[Supplied data]
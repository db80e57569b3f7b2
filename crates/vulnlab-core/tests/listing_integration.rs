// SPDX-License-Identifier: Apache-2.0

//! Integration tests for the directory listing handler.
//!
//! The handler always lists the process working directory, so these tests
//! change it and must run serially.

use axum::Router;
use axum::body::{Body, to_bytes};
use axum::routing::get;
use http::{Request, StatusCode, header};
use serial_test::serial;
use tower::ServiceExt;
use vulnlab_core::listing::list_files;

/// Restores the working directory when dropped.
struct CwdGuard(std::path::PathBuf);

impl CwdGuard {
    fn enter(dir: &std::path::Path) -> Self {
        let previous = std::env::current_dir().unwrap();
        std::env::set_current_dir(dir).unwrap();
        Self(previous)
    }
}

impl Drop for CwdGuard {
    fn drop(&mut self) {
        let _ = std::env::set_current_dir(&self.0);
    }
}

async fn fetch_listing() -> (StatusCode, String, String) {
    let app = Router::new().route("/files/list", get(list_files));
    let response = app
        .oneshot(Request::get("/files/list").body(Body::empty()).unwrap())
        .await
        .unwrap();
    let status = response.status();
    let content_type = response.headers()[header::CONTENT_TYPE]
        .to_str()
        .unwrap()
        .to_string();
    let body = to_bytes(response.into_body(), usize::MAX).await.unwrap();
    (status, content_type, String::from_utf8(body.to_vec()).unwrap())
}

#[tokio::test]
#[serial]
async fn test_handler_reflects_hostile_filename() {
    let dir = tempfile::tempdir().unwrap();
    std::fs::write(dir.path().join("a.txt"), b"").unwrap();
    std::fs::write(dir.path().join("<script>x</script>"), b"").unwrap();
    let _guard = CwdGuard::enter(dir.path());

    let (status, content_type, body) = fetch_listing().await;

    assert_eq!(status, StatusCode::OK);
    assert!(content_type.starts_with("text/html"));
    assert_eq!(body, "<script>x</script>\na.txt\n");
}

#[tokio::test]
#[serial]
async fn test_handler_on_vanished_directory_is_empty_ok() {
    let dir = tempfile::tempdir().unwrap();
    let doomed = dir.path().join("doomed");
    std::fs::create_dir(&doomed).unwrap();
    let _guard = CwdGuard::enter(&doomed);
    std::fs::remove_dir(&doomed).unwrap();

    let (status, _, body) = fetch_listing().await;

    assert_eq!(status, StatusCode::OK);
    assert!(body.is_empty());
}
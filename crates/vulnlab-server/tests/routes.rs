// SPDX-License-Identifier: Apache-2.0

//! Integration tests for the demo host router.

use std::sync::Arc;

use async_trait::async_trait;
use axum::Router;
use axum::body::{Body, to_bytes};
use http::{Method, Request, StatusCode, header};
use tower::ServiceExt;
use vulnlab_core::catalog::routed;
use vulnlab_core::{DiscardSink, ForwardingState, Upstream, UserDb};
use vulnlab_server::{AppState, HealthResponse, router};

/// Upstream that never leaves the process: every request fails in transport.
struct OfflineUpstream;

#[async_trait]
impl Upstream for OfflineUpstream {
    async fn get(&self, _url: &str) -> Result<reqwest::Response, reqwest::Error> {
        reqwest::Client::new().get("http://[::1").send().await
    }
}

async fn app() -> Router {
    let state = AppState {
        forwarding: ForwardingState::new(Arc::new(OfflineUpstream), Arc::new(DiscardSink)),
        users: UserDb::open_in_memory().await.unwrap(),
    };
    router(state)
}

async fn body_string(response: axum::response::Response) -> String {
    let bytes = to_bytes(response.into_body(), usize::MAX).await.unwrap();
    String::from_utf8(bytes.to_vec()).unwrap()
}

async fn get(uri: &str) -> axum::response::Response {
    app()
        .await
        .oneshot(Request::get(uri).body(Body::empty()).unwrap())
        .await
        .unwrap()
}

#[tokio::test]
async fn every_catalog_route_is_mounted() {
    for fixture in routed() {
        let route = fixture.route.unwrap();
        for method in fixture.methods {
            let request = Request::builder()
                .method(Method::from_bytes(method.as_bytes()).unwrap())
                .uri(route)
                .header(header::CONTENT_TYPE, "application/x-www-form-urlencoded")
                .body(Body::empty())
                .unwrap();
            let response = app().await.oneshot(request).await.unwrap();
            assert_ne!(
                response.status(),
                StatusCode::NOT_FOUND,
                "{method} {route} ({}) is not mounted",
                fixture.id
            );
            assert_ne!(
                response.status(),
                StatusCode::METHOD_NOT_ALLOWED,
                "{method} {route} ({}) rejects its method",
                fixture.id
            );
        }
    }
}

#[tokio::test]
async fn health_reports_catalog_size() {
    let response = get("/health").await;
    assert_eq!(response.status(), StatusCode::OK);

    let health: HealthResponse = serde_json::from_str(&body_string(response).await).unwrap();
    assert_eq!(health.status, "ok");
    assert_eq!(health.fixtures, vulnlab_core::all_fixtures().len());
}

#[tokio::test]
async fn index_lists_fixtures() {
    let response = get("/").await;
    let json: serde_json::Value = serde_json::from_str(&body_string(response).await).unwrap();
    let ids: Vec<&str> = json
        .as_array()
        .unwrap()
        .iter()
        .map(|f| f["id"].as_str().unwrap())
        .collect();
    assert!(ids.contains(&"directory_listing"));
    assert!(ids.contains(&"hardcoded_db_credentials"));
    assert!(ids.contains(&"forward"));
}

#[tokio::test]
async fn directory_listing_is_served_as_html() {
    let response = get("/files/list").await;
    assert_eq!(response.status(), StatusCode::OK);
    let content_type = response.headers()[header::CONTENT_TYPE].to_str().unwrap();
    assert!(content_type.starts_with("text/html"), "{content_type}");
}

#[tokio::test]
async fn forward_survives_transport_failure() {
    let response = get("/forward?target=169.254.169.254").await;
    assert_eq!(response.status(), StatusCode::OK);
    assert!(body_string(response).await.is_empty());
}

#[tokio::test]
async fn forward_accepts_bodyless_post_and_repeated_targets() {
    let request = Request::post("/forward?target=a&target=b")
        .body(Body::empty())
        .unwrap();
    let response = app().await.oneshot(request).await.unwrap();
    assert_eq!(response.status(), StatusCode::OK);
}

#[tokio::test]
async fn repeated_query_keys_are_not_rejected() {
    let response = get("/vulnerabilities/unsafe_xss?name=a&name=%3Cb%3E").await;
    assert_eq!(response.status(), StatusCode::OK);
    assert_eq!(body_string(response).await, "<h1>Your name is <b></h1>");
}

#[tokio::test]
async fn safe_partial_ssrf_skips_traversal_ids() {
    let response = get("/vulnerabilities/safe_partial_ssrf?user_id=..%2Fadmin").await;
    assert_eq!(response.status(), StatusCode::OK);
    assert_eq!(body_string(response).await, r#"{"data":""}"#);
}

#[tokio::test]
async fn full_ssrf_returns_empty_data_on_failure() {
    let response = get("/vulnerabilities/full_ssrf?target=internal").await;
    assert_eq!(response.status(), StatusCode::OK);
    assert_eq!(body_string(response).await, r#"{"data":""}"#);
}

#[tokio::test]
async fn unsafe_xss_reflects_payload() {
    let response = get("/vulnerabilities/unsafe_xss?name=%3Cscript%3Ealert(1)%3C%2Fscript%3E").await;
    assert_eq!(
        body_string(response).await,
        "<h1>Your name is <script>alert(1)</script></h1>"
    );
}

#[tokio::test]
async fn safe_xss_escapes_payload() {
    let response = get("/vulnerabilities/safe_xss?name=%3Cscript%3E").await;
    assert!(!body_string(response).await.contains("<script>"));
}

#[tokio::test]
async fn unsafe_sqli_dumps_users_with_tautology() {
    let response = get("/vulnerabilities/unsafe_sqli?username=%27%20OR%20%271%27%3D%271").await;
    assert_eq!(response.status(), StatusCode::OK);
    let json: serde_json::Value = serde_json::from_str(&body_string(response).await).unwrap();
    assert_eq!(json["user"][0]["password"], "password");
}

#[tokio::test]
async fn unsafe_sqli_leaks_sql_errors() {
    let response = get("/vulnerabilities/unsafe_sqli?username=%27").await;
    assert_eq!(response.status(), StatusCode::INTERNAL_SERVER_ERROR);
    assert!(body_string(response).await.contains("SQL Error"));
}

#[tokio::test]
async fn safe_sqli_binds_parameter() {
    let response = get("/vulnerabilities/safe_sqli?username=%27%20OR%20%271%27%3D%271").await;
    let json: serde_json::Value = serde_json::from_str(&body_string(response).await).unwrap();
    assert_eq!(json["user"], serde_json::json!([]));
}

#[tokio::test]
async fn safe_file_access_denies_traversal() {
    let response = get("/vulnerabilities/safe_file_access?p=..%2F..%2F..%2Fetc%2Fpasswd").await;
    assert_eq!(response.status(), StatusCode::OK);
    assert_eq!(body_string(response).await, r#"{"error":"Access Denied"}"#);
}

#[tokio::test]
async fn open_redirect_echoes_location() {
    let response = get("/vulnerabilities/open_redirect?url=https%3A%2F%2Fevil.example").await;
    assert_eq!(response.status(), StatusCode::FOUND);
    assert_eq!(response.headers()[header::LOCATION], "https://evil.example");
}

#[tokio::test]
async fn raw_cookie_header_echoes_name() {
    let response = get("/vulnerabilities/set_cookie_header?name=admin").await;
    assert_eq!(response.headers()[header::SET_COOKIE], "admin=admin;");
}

[Task to complete] Your answer must be an exact transcription of the lines from the one containing "assert_eq!(response.status(), StatusCode::FOUND);" through the last line of the records above, and nothing else.

[Expected output]
    assert_eq!(response.status(), StatusCode::FOUND);
    assert_eq!(response.headers()[header::LOCATION], "https://evil.example");
}

#[tokio::test]
async fn raw_cookie_header_echoes_name() {
    let response = get("/vulnerabilities/set_cookie_header?name=admin").await;
    assert_eq!(response.headers()[header::SET_COOKIE], "admin=admin;");
}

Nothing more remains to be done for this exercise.